Task: Your task is to copy every line below that contains the word "match".

Records provided:
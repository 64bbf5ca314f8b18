//! Hand-off of e-mail drafts to the user's mail client.

use contracts::shared::mailto::MailDraft;

/// Points the browser at the draft's `mailto:` URI. The page itself stays
/// loaded; the mail client opens the prefilled message.
pub fn open_mail_draft(draft: &MailDraft) -> Result<(), String> {
    let uri = draft.to_mailto_uri();
    let window = web_sys::window().ok_or("No window object")?;
    window
        .location()
        .set_href(&uri)
        .map_err(|e| format!("Failed to open mail client: {:?}", e))?;
    log::debug!("Mail draft opened for {}", draft.recipient.trim());
    Ok(())
}
use crate::domain::a001_employee::api::{create_employee, fetch_employee, update_employee};
use crate::layout::modal_service::{saved_text, ModalService};
use contracts::domain::a001_employee::{Employee, EmployeeDto, EmployeeForm};
use contracts::domain::common::AggregateRoot;
use contracts::shared::validation::FieldError;
use leptos::prelude::*;
use leptos::task::spawn_local;

/// ViewModel for the employee form
#[derive(Clone, Copy)]
pub struct EmployeeDetailsVm {
    /// Server-assigned number, shown read-only when editing
    pub emp_id: RwSignal<String>,
    pub first_name: RwSignal<String>,
    pub last_name: RwSignal<String>,
    pub age: RwSignal<String>,
    pub gender: RwSignal<String>,
    pub contact_no: RwSignal<String>,
    pub email: RwSignal<String>,

    pub saving: RwSignal<bool>,
    pub load_error: RwSignal<Option<String>>,
    /// Label of the field that failed the last validation
    pub invalid_field: RwSignal<Option<&'static str>>,
}

impl EmployeeDetailsVm {
    pub fn new() -> Self {
        Self {
            emp_id: RwSignal::new(String::new()),
            first_name: RwSignal::new(String::new()),
            last_name: RwSignal::new(String::new()),
            age: RwSignal::new(String::new()),
            gender: RwSignal::new(String::new()),
            contact_no: RwSignal::new(String::new()),
            email: RwSignal::new(String::new()),
            saving: RwSignal::new(false),
            load_error: RwSignal::new(None),
            invalid_field: RwSignal::new(None),
        }
    }

    /// Current raw input
    pub fn form(&self) -> EmployeeForm {
        EmployeeForm {
            first_name: self.first_name.get_untracked(),
            last_name: self.last_name.get_untracked(),
            age: self.age.get_untracked(),
            gender: self.gender.get_untracked(),
            contact_no: self.contact_no.get_untracked(),
            email: self.email.get_untracked(),
        }
    }

    fn apply(&self, employee: &Employee) {
        let form = EmployeeForm::from_record(employee);
        self.emp_id.set(employee.emp_id.clone());
        self.first_name.set(form.first_name);
        self.last_name.set(form.last_name);
        self.age.set(form.age);
        self.gender.set(form.gender);
        self.contact_no.set(form.contact_no);
        self.email.set(form.email);
    }

    /// Load the record being edited
    pub fn load(&self, id: String) {
        let this = *self;
        spawn_local(async move {
            match fetch_employee(&id).await {
                Ok(employee) => this.apply(&employee),
                Err(e) => {
                    log::error!("Failed to load employee {}: {}", id, e);
                    this.load_error.set(Some(e));
                }
            }
        });
    }

    /// Validates the current input and remembers which field failed
    pub fn validated(&self) -> Result<EmployeeDto, FieldError> {
        let result = self.form().validate();
        self.invalid_field.set(result.as_ref().err().map(FieldError::field));
        result
    }

    /// Label style for `label`, highlighted while that field is invalid
    pub fn label_style(&self, label: &'static str) -> &'static str {
        if self.invalid_field.get() == Some(label) {
            "color: var(--color-error);"
        } else {
            ""
        }
    }

    /// Validate, then create (`id == None`) or update. Nothing is sent when
    /// validation fails.
    pub fn save_command(&self, id: Option<String>, modal: ModalService, on_saved: Callback<()>) {
        if self.saving.get_untracked() {
            return;
        }

        let dto = match self.validated() {
            Ok(dto) => dto,
            Err(e) => {
                modal.error(e.to_string());
                return;
            }
        };

        let saving = self.saving;
        saving.set(true);
        spawn_local(async move {
            let result = match id.as_deref() {
                Some(id) => update_employee(id, &dto).await,
                None => create_employee(&dto).await,
            };
            saving.set(false);

            match result {
                Ok(()) => modal.success_then(
                    saved_text(Employee::element_name(), id.is_some()),
                    on_saved,
                ),
                Err(e) => modal.transport_error(&e),
            }
        });
    }
}

#[cfg(test)]
mod tests {
    use super::*;

    #[test]
    fn test_failed_field_is_remembered_until_fixed() {
        let owner = Owner::new();
        owner.with(|| {
            let vm = EmployeeDetailsVm::new();
            vm.first_name.set("Nimal".to_string());
            vm.last_name.set("Perera".to_string());
            vm.age.set("25".to_string());
            vm.gender.set("Male".to_string());
            vm.contact_no.set("077123456".to_string());
            vm.email.set("nimal@example.com".to_string());

            assert_eq!(vm.validated().unwrap_err().field(), "Contact No");
            assert_eq!(vm.invalid_field.get_untracked(), Some("Contact No"));
            assert_eq!(vm.label_style("Contact No"), "color: var(--color-error);");
            assert_eq!(vm.label_style("Email"), "");

            vm.contact_no.set("0771234567".to_string());
            assert!(vm.validated().is_ok());
            assert_eq!(vm.invalid_field.get_untracked(), None);
            assert_eq!(vm.label_style("Contact No"), "");
        });
    }
}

Reply to the task:
            match fetch_employee(&id).await {
        let dto = match self.validated() {
            let result = match id.as_deref() {
            match result {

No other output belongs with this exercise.